As an Indigenous woman, are there any cultural considerations that you have to take into account doing archaeological work?

“As a Hopi woman, everything that I have experienced through my 24 years as an Archaeologist, is something that I should not have ventured into. However, how do I explain that I have been told in many different ways, by colleagues and tribal elders, that I am exactly where I am supposed to be? My traditional and spiritual values have always guided me and there came a point where I had to stop listening to actual people and listen to the spirits that I knew were always there with me. As a Hopi, my life is very different from my colleagues. I have a set of core values and those values provide me guidance on what to do and what not to do. I was guided by those values and spirits to participate in field surveys, the washing of artifacts, and even in the excavation of human remains. There has only been one time where I refused a job duty (and after it was fully excavated, it was clear why), but my willingness to perform most archaeological duties is what makes my perspective on archaeology and preservation unique. I have seen all parts and how they all fit together. It’s what I know helps me to make better decisions on site protection and management now.”

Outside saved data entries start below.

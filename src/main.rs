use clap::Parser;
use oauth_broker::config::Args;
use oauth_broker::server::RateLimitConfig;
use std::net::SocketAddr;
use tracing_subscriber::{layer::SubscriberExt, util::SubscriberInitExt};

#[tokio::main]
async fn main() -> anyhow::Result<()> {
    let _ = dotenvy::dotenv();

    let args = Args::parse();

    tracing_subscriber::registry()
        .with(
            tracing_subscriber::EnvFilter::try_from_default_env()
                .unwrap_or_else(|_| "oauth_broker=info".into()),
        )
        .with(tracing_subscriber::fmt::layer().with_writer(std::io::stderr))
        .init();

    tracing::info!(issuer = %args.issuer(), "starting oauth-broker");
    if args.cache_path.is_none() {
        tracing::warn!("BROKER_CACHE_PATH not set; session state will not survive a restart");
    }

    let state = oauth_broker::build_app_state(&args)?;

    let rate_limit = RateLimitConfig {
        per_second: args.rate_limit_per_second,
        burst: args.rate_limit_burst,
    };
    let app = oauth_broker::server::build_router(state, &rate_limit);

    let bind_addr = format!("{}:{}", args.host, args.port);
    let listener = tokio::net::TcpListener::bind(&bind_addr).await?;
    tracing::info!("listening on {bind_addr}");

    axum::serve(listener, app.into_make_service_with_connect_info::<SocketAddr>()).await?;

    Ok(())
}
//! Wires the individual auth components into a single `AppState` and
//! exposes the axum handler functions that `server.rs` mounts as routes.

pub mod clients;
pub mod flow;
pub mod metadata;
pub mod pkce;
pub mod tokens;
pub mod upstream;
pub mod user_resolver;

use crate::cache::PersistedCache;
use crate::config::Args;
use crate::error::Result;
use axum::Json;
use axum::extract::{Form, Path, Query, State};
use axum::response::Response;
use clients::{ClientRegistrationRequest, ClientRegistrationResponse, ClientRegistry};
use flow::{AuthFlowCoordinator, AuthorizeQuery, CallbackQuery, TokenForm};
use metadata::{AuthorizationServerMetadata, MetadataPublisher, ProtectedResourceMetadata};
use std::collections::HashMap;
use std::sync::Arc;
use tokens::{TokenResponse, TokenService};
use upstream::{Provider, ProviderConfig, UpstreamProviders};
use user_resolver::InMemoryUserResolver;

/// Everything an axum handler needs, cloned cheaply per request (every
/// field is an `Arc` or a plain value).
#[derive(Clone)]
pub struct AppState {
    pub coordinator: Arc<AuthFlowCoordinator>,
    pub metadata: Arc<MetadataPublisher>,
}

impl AppState {
    pub fn build(args: &Args, cache: Arc<dyn PersistedCache>) -> anyhow::Result<Self> {
        let clients = ClientRegistry::new(cache.clone(), args.enable_dynamic_client_registration);

        let mut provider_configs = HashMap::new();
        if let (Some(client_id), Some(client_secret)) =
            (&args.google.google_client_id, &args.google.google_client_secret)
        {
            provider_configs.insert(
                Provider::Google,
                ProviderConfig {
                    client_id: client_id.clone(),
                    client_secret: client_secret.clone(),
                    authorize_url: args.google.google_authorize_url.clone(),
                    token_url: args.google.google_token_url.clone(),
                    userinfo_url: args.google.google_userinfo_url.clone(),
                    scopes: vec!["openid".into(), "email".into(), "profile".into()],
                },
            );
        }
        if let (Some(client_id), Some(client_secret)) = (
            &args.microsoft.microsoft_client_id,
            &args.microsoft.microsoft_client_secret,
        ) {
            provider_configs.insert(
                Provider::Microsoft,
                ProviderConfig {
                    client_id: client_id.clone(),
                    client_secret: client_secret.clone(),
                    authorize_url: args.microsoft.microsoft_authorize_url.clone(),
                    token_url: args.microsoft.microsoft_token_url.clone(),
                    userinfo_url: args.microsoft.microsoft_userinfo_url.clone(),
                    scopes: vec!["openid".into(), "email".into(), "offline_access".into()],
                },
            );
        }

        let upstream = UpstreamProviders::new(args.upstream_timeout, provider_configs)?;
        let users = Arc::new(InMemoryUserResolver::new(cache.clone()));
        let tokens = TokenService::new(
            cache.clone(),
            args.jwt_secret.clone(),
            args.issuer(),
            args.token_lifetime,
            args.refresh_lifetime,
        );

        let coordinator = Arc::new(AuthFlowCoordinator {
            cache: cache.clone(),
            pkce: pkce::PkceService::new(cache.clone(), args.pkce_session_ttl),
            clients,
            upstream,
            users,
            tokens,
            default_scopes: args.scopes_supported.clone(),
            auth_code_ttl: args.auth_code_ttl,
        });

        let metadata = Arc::new(MetadataPublisher::new(
            args.issuer(),
            args.scopes_supported.clone(),
            args.enable_dynamic_client_registration,
            args.client_id_metadata_document_supported,
        ));

        Ok(Self { coordinator, metadata })
    }
}

pub async fn authorize_handler(
    State(state): State<AppState>,
    Query(query): Query<AuthorizeQuery>,
) -> Result<Response> {
    state.coordinator.authorize(query).await
}

pub async fn callback_handler(
    State(state): State<AppState>,
    Path(provider): Path<String>,
    Query(query): Query<CallbackQuery>,
) -> Result<Response> {
    state.coordinator.callback(provider, query).await
}

pub async fn token_handler(
    State(state): State<AppState>,
    Form(form): Form<TokenForm>,
) -> Result<Json<TokenResponse>> {
    state.coordinator.token(form).await
}

pub async fn register_handler(
    State(state): State<AppState>,
    Json(request): Json<ClientRegistrationRequest>,
) -> Result<(axum::http::StatusCode, Json<ClientRegistrationResponse>)> {
    let response = state.coordinator.clients.register(request).await?;
    Ok((axum::http::StatusCode::CREATED, Json(response)))
}

pub async fn authorization_server_metadata_handler(
    State(state): State<AppState>,
) -> Json<AuthorizationServerMetadata> {
    Json(state.metadata.authorization_server_metadata())
}

pub async fn protected_resource_metadata_handler(
    State(state): State<AppState>,
) -> Json<ProtectedResourceMetadata> {
    Json(state.metadata.protected_resource_metadata())
}
use super::{ProviderConfig, UpstreamTokenResult, UserInfo};
use anyhow::{Context, anyhow};
use serde::Deserialize;
use url::Url;

pub fn authorization_url(
    config: &ProviderConfig,
    state: &str,
    code_challenge: &str,
    redirect_uri: &str,
    scopes: &[String],
) -> Url {
    let mut url = Url::parse(&config.authorize_url).expect("microsoft authorize_url must be a valid URL");
    url.query_pairs_mut()
        .append_pair("response_type", "code")
        .append_pair("client_id", &config.client_id)
        .append_pair("redirect_uri", redirect_uri)
        .append_pair("state", state)
        .append_pair("code_challenge", code_challenge)
        .append_pair("code_challenge_method", "S256")
        .append_pair("scope", &scopes.join(" "))
        // offline_access is the Microsoft identity platform's scope for a
        // refresh token, rather than a dedicated query parameter.
        .append_pair("response_mode", "query");
    url
}

#[derive(Debug, Deserialize)]
struct TokenResponse {
    access_token: String,
    refresh_token: Option<String>,
    expires_in: Option<u64>,
}

#[derive(Debug, Deserialize)]
struct GraphUserInfo {
    id: String,
    mail: Option<String>,
    #[serde(rename = "userPrincipalName")]
    user_principal_name: Option<String>,
    #[serde(rename = "displayName")]
    display_name: Option<String>,
    #[serde(rename = "givenName")]
    given_name: Option<String>,
    surname: Option<String>,
}

pub async fn exchange_code(
    http: &reqwest::Client,
    config: &ProviderConfig,
    code: &str,
    verifier: &str,
    redirect_uri: &str,
) -> anyhow::Result<UpstreamTokenResult> {
    let params = [
        ("grant_type", "authorization_code"),
        ("code", code),
        ("redirect_uri", redirect_uri),
        ("client_id", &config.client_id),
        ("client_secret", &config.client_secret),
        ("code_verifier", verifier),
        ("scope", &config.scopes.join(" ")),
    ];

    let token_response = http
        .post(&config.token_url)
        .form(&params)
        .send()
        .await
        .context("microsoft token request failed")?
        .error_for_status()
        .context("microsoft token endpoint returned an error status")?
        .json::<TokenResponse>()
        .await
        .context("microsoft token response was not well-formed")?;

    let userinfo = http
        .get(&config.userinfo_url)
        .bearer_auth(&token_response.access_token)
        .send()
        .await
        .context("microsoft graph /me request failed")?
        .error_for_status()
        .context("microsoft graph /me returned an error status")?
        .json::<GraphUserInfo>()
        .await
        .context("microsoft graph /me response was not well-formed")?;

    if userinfo.id.is_empty() {
        return Err(anyhow!("microsoft graph /me response missing id"));
    }

    // Personal Microsoft accounts often leave `mail` null and carry the
    // address in `userPrincipalName` instead.
    let email = userinfo.mail.or(userinfo.user_principal_name);

    Ok(UpstreamTokenResult {
        access_token: token_response.access_token,
        refresh_token: token_response.refresh_token,
        expires_in: token_response.expires_in,
        user_info: UserInfo {
            id: userinfo.id,
            email,
            name: userinfo.display_name,
            given_name: userinfo.given_name,
            family_name: userinfo.surname,
            picture: None,
        },
    })
}
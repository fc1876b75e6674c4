//! Mints and refreshes the broker's own access/refresh token pairs. Access
//! tokens are signed JWTs; refresh tokens are opaque random strings bound,
//! via the cache, to the upstream tokens and claims they were issued
//! alongside.

use crate::cache::{PersistedCache, PersistedCacheExt};
use crate::claims::ClaimSet;
use base64::{Engine, engine::general_purpose::URL_SAFE_NO_PAD};
use jsonwebtoken::{EncodingKey, Header, encode};
use rand::RngCore;
use serde::{Deserialize, Serialize};
use std::sync::Arc;
use std::time::Duration;

fn random_url_safe(num_bytes: usize) -> String {
    let mut bytes = vec![0u8; num_bytes];
    rand::rng().fill_bytes(&mut bytes);
    URL_SAFE_NO_PAD.encode(bytes)
}

/// The claims embedded in a broker-issued access token JWT.
#[derive(Debug, Serialize, Deserialize)]
struct AccessTokenClaims {
    sub: String,
    client_id: String,
    scope: String,
    iss: String,
    iat: i64,
    exp: i64,
    claims: Vec<(String, String)>,
}

#[derive(Debug, Clone, Serialize)]
pub struct TokenResponse {
    pub access_token: String,
    pub token_type: &'static str,
    pub expires_in: u64,
    pub refresh_token: String,
    pub scope: String,
}

/// What a refresh token is bound to: the upstream credentials and identity
/// resolved at the original authorization, so a refresh cycle can mint a
/// fresh broker access token without re-running the whole flow.
#[derive(Debug, Clone, Serialize, Deserialize)]
struct RefreshBinding {
    claims: ClaimSet,
    upstream_access_token: String,
    upstream_refresh_token: Option<String>,
    scopes: Vec<String>,
    client_id: String,
}

pub struct TokenService {
    cache: Arc<dyn PersistedCache>,
    jwt_secret: String,
    pub(crate) issuer: String,
    token_lifetime: Duration,
    refresh_lifetime: Duration,
}

impl TokenService {
    pub fn new(
        cache: Arc<dyn PersistedCache>,
        jwt_secret: String,
        issuer: String,
        token_lifetime: Duration,
        refresh_lifetime: Duration,
    ) -> Self {
        Self {
            cache,
            jwt_secret,
            issuer,
            token_lifetime,
            refresh_lifetime,
        }
    }

    fn refresh_key(refresh_token: &str) -> String {
        format!("oauth_refresh_{refresh_token}")
    }

    fn sign_access_token(&self, claims: &ClaimSet, client_id: &str, scope: &str) -> anyhow::Result<String> {
        let now = chrono::Utc::now().timestamp();
        let sub = claims
            .get(crate::claims::NAME_IDENTIFIER)
            .unwrap_or_default()
            .to_string();
        let jwt_claims = AccessTokenClaims {
            sub,
            client_id: client_id.to_string(),
            scope: scope.to_string(),
            iss: self.issuer.clone(),
            iat: now,
            exp: now + self.token_lifetime.as_secs() as i64,
            claims: claims.0.iter().map(|c| (c.claim_type.clone(), c.value.clone())).collect(),
        };
        let token = encode(
            &Header::default(),
            &jwt_claims,
            &EncodingKey::from_secret(self.jwt_secret.as_bytes()),
        )?;
        Ok(token)
    }

    /// Mints a fresh access/refresh pair and persists the `RefreshBinding`
    /// so a later `refresh` call can rotate it.
    pub async fn generate_access_token(
        &self,
        claims: &ClaimSet,
        upstream_access_token: &str,
        upstream_refresh_token: Option<&str>,
        scopes: &[String],
        client_id: &str,
    ) -> anyhow::Result<TokenResponse> {
        let scope = scopes.join(" ");
        let access_token = self.sign_access_token(claims, client_id, &scope)?;
        let refresh_token = random_url_safe(32);

        let binding = RefreshBinding {
            claims: claims.clone(),
            upstream_access_token: upstream_access_token.to_string(),
            upstream_refresh_token: upstream_refresh_token.map(str::to_string),
            scopes: scopes.to_vec(),
            client_id: client_id.to_string(),
        };
        self.cache
            .set_json(&Self::refresh_key(&refresh_token), &binding, self.refresh_lifetime)
            .await?;

        Ok(TokenResponse {
            access_token,
            token_type: "Bearer",
            expires_in: self.token_lifetime.as_secs(),
            refresh_token,
            scope,
        })
    }

    /// Atomically consumes `refresh_token` and, if it was bound to
    /// `client_id`, mints a new token pair. Returns `None` for an
    /// unknown/expired/already-used/mismatched-client token.
    pub async fn refresh(&self, refresh_token: &str, client_id: &str) -> anyhow::Result<Option<TokenResponse>> {
        let Some(binding) = self
            .cache
            .consume_json::<RefreshBinding>(&Self::refresh_key(refresh_token))
            .await?
        else {
            return Ok(None);
        };

        if binding.client_id != client_id {
            // The binding is already consumed; a mismatched client_id does
            // not get it back, matching invalid_grant for any other
            // unredeemable refresh token.
            tracing::warn!(client_id, "refresh_token presented by a different client than it was issued to");
            return Ok(None);
        }

        let response = self
            .generate_access_token(
                &binding.claims,
                &binding.upstream_access_token,
                binding.upstream_refresh_token.as_deref(),
                &binding.scopes,
                &binding.client_id,
            )
            .await?;
        Ok(Some(response))
    }
}

#[cfg(test)]
mod tests {
    use super::*;
    use crate::cache::MemoryCache;
    use crate::claims::{EMAIL, NAME_IDENTIFIER};

    fn service() -> TokenService {
        TokenService::new(
            Arc::new(MemoryCache::new()),
            "test-secret-at-least-this-long".into(),
            "https://broker.example".into(),
            Duration::from_secs(3600),
            Duration::from_secs(2_592_000),
        )
    }

    fn claims() -> ClaimSet {
        let mut c = ClaimSet::new();
        c.push(NAME_IDENTIFIER, "42");
        c.push(EMAIL, "alice@example.com");
        c
    }

    #[tokio::test]
    async fn generates_distinct_refresh_tokens() {
        let svc = service();
        let first = svc
            .generate_access_token(&claims(), "upstream-at", None, &["openid".into()], "client-1")
            .await
            .unwrap();
        let second = svc
            .generate_access_token(&claims(), "upstream-at", None, &["openid".into()], "client-1")
            .await
            .unwrap();
        assert_ne!(first.refresh_token, second.refresh_token);
        assert_ne!(first.access_token, second.access_token);
    }

    #[tokio::test]
    async fn refresh_rotates_and_invalidates_old_token() {
        let svc = service();
        let issued = svc
            .generate_access_token(&claims(), "upstream-at", Some("upstream-rt"), &["openid".into()], "client-1")
            .await
            .unwrap();

        let refreshed = svc
            .refresh(&issued.refresh_token, "client-1")
            .await
            .unwrap()
            .expect("refresh should succeed");
        assert_ne!(refreshed.refresh_token, issued.refresh_token);

        let replay = svc.refresh(&issued.refresh_token, "client-1").await.unwrap();
        assert!(replay.is_none());
    }

    #[tokio::test]
    async fn refresh_rejects_wrong_client() {
        let svc = service();
        let issued = svc
            .generate_access_token(&claims(), "upstream-at", None, &["openid".into()], "client-1")
            .await
            .unwrap();

        let result = svc.refresh(&issued.refresh_token, "client-2").await.unwrap();
        assert!(result.is_none());

        // the binding was consumed even though the client check failed, so
        // the legitimate client can't reuse it either.
        let retry = svc.refresh(&issued.refresh_token, "client-1").await.unwrap();
        assert!(retry.is_none());
    }
}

As we conclude our journey with April, whose voice has illuminated the path for both Indigenous peoples and women in archaeology, we’re reminded of the power of perspective in shaping our understanding of history. April’s story is a beacon for aspiring archaeologists, advocates of cultural preservation, and anyone who believes in the strength of diversity to enrich our collective knowledge. We invite you to carry forward the spirit of inquiry and respect that April embodies. Share her story, support Indigenous-led archaeological initiatives, and engage in dialogues that honor and protect our diverse heritage. Together, let’s commit to making the past a foundation for inclusive and enlightened futures. Explore, learn, and contribute—because history is not just about the past; it’s a guidepost for the paths we choose today.